Problem requirements: Determine which lines of the records include the word "unknot", and copy them.

Material for this task:

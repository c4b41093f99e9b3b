use std::convert::Infallible;
use ahash::AHashMap;
use log::{debug, info};
use num_traits::{One, Zero};
use knotlab::{algo, Laurent, Mat, MatType};

use crate::pd::Pd;
use super::{FGWord, Gen, Presentation};

/// Presentation matrix of the Alexander module of the simplified Wirtinger
/// presentation, with rows indexed by generators and columns by relations,
/// the first row removed.
///
/// `step` is called after each column.
pub fn alexander_module_with<E, G>(pd: &Pd, mut step: G) -> Result<Mat<Laurent>, E>
where G: FnMut(usize) -> Result<(), E> {
    let p = Presentation::wirtinger(pd).simplify();
    let (gens, rels) = (p.gens(), p.rels());

    if gens.is_empty() {
        return Ok(Mat::zero((0, 0)))
    }

    let mut cols = vec![];
    for (j, r) in rels.iter().enumerate() {
        let mut col = linearize(r);
        cols.push(gens.iter().map(|g| col.remove(g).unwrap_or_default()).collect::<Vec<_>>());
        step(j)?;
    }

    let m = Mat::from_fn((gens.len(), rels.len()), |i, j| cols[j][i].clone());
    let m = m.remove_row(0);

    info!("alexander module: {} x {}", m.rows(), m.cols());

    Ok(m)
}

/// Entries of one column, read off the relation letter by letter. With `s`
/// the exponent sum of the prefix, a letter `g^e` contributes
/// `t^s + ... + t^(s+e−1)` to row `g` if `e > 0`, and
/// `−t^(s−1) − ... − t^(s+e)` if `e < 0`.
fn linearize(r: &FGWord) -> AHashMap<Gen, Laurent> {
    let mut res: AHashMap<Gen, Laurent> = AHashMap::new();
    let mut s = 0;

    for &(g, e) in r.letters() {
        let terms = if e > 0 {
            (s..s + e).map(|k| (k as isize, 1)).collect::<Vec<_>>()
        } else {
            (s + e..s).map(|k| (k as isize, -1)).collect()
        };
        *res.entry(g).or_default() += Laurent::from_terms(terms);
        s += e;
    }

    res
}

pub fn alexander_module(pd: &Pd) -> Mat<Laurent> {
    match alexander_module_with(pd, |_| Ok::<_, Infallible>(())) {
        Ok(m) => m,
        Err(e) => match e {}
    }
}

/// The `n`-th Alexander polynomial, the gcd of all `(r − n)`-minors of
/// the `r`-rowed module matrix, shifted to minimum degree `0` with
/// positive lowest coefficient.
pub fn alexander_polynomial(module: &Mat<Laurent>, n: usize) -> Laurent {
    let (r, c) = module.shape();
    if r <= n {
        return Laurent::one()
    }

    let k = r - n;
    if c < k {
        return Laurent::zero()
    }

    debug!("gcd of {k}-minors of {r} x {c} matrix.");

    algo::minors(module, k).fold(Laurent::zero(), |g, d|
        if d.is_zero() { g } else { g.gcd(&d) }
    )
}

/// `|Δ(−1)|`
pub fn knot_determinant(alexander: &Laurent) -> i64 {
    alexander.eval(-1).abs()
}

#[cfg(test)]
mod tests {
    use super::*;
    use crate::pd::Entity::*;

    fn delta(pd: &Pd) -> Vec<i64> {
        alexander_polynomial(&alexander_module(pd), 0).coeffs().to_vec()
    }

    fn knot_5_2() -> Pd {
        Pd::new(vec![Xm([4, 2, 5, 1]), Xm([8, 4, 9, 3]), Xm([10, 6, 1, 5]), Xm([6, 10, 7, 9]), Xm([2, 8, 3, 7])])
    }

    fn knot_6_1() -> Pd {
        Pd::new(vec![
            Xm([4, 2, 5, 1]), Xm([10, 8, 11, 7]), Xp([3, 9, 4, 8]),
            Xp([9, 3, 10, 2]), Xm([12, 6, 1, 5]), Xm([6, 12, 7, 11])
        ])
    }

    #[test]
    fn linearized() {
        // x₁x₂x₁⁻¹x₂⁻¹ ↦ (1 − t, t − 1)
        let r = FGWord::new([(1, 1), (2, 1), (1, -1), (2, -1)]);
        let c = linearize(&r);
        assert_eq!(c[&1], Laurent::from_coeffs(vec![1, -1], 0));
        assert_eq!(c[&2], Laurent::from_coeffs(vec![-1, 1], 0));

        // x₁x₂x₁⁻¹ ↦ (1 − t, t)
        let r = FGWord::new([(1, 1), (2, 1), (1, -1)]);
        let c = linearize(&r);
        assert_eq!(c[&1], Laurent::from_coeffs(vec![1, -1], 0));
        assert_eq!(c[&2], Laurent::mono(1, 1));

        // x₁² ↦ 1 + t, x₁⁻² ↦ −t⁻² − t⁻¹
        assert_eq!(linearize(&FGWord::new([(1, 2)]))[&1], Laurent::from_coeffs(vec![1, 1], 0));
        assert_eq!(linearize(&FGWord::new([(1, -2)]))[&1], Laurent::from_coeffs(vec![-1, -1], -2));
    }

    #[test]
    fn module_trefoil() {
        let m = alexander_module(&Pd::trefoil());
        assert_eq!(m.shape(), (1, 1));
    }

    #[test]
    fn trefoil() {
        assert_eq!(delta(&Pd::trefoil()), vec![1, -1, 1]);
        assert_eq!(delta(&Pd::trefoil().mirror()), vec![1, -1, 1]);
    }

    #[test]
    fn figure8() {
        assert_eq!(delta(&Pd::figure8()), vec![1, -3, 1]);
    }

    #[test]
    fn hopf() {
        assert_eq!(delta(&Pd::hopf_link()), vec![1, -1]);
    }

    #[test]
    fn unknot() {
        assert_eq!(delta(&Pd::unknot()), vec![1]);
        assert_eq!(alexander_module(&Pd::unknot()).shape(), (0, 0));
    }

    #[test]
    fn five_two() {
        assert_eq!(delta(&knot_5_2()), vec![2, -3, 2]);
    }

    #[test]
    fn six_one() {
        assert_eq!(delta(&knot_6_1()), vec![2, -5, 2]);
    }

    #[test]
    fn higher() {
        let m = alexander_module(&Pd::trefoil());
        assert_eq!(alexander_polynomial(&m, 1), Laurent::one());

        // the 2-component unlink has a zero first polynomial.
        let m = alexander_module(&Pd::new(vec![P([1, 1]), P([2, 2])]));
        assert_eq!(m.shape(), (1, 0));
        assert!(alexander_polynomial(&m, 0).is_zero());
        assert_eq!(alexander_polynomial(&m, 1), Laurent::one());
    }

    #[test]
    fn determinant() {
        let d = |pd: &Pd| knot_determinant(&alexander_polynomial(&alexander_module(pd), 0));
        assert_eq!(d(&Pd::trefoil()), 3);
        assert_eq!(d(&Pd::figure8()), 5);
        assert_eq!(d(&knot_5_2()), 7);
        assert_eq!(d(&knot_6_1()), 9);
    }

    #[test]
    fn module_cancel() {
        let res = alexander_module_with(&Pd::figure8(), |_| Err("stop"));
        assert_eq!(res, Err("stop"));
    }
}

Problem solution:
    fn unknot() {
        assert_eq!(delta(&Pd::unknot()), vec![1]);
        assert_eq!(alexander_module(&Pd::unknot()).shape(), (0, 0));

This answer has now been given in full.